In return, the amino acid GABA (gamma-aminobutyric acid) calms the brain down but when in short supply, it does make it more difficult for your body to relax.It helps to regulate the body’s internal rhythm and has an inhibitory effect. Artificial things that imitate GABA are alcohol, marijuana, and tranquilizers.  Unfortunately with time, the body gets accustomed to it and eventually requires more.

ImageThe amino acid GABA, if taken as a supplement can be a better option and is often used for relieving anxiety, improving mood, and treating ADHD. Other symptoms associated with low levels of GABA include the inability to kick back and relax, easily stressed and overwhelmed,  unusual sensitivity to loud noises lights or too much activity and feeling anxious when skipping meals.

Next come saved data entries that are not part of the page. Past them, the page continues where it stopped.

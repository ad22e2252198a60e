use axum::{routing::get, Router};

use crate::handlers::rarity::*;
use crate::state::AppState;
use crate::store::Database;

pub fn rarity_routes<D: Database>() -> Router<AppState<D>> {
    Router::new()
        .route(
            "/api/rarities",
            get(list_rarities::<D>).post(create_rarity::<D>),
        )
        .route(
            "/api/rarities/:id",
            get(get_rarity::<D>)
                .put(update_rarity::<D>)
                .delete(delete_rarity::<D>),
        )
}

Other things which can help balance this amino acid is Taurine which is found through protein rich foods.  It is naturally found in meats such as beef, lamb, fish, eggs, dairy products and brewer’s yeast. Theanine, found especially in green and oolong  also boost GABA as well as Specific B vitamins such as as B3, B6 and B12.

Foods high in glutamic acid also help.  here are some suggestions:  almonds, bananas, broccoli, brown rice, oats, lentils, spinach, shrimp, oranges,walnuts and rice bran.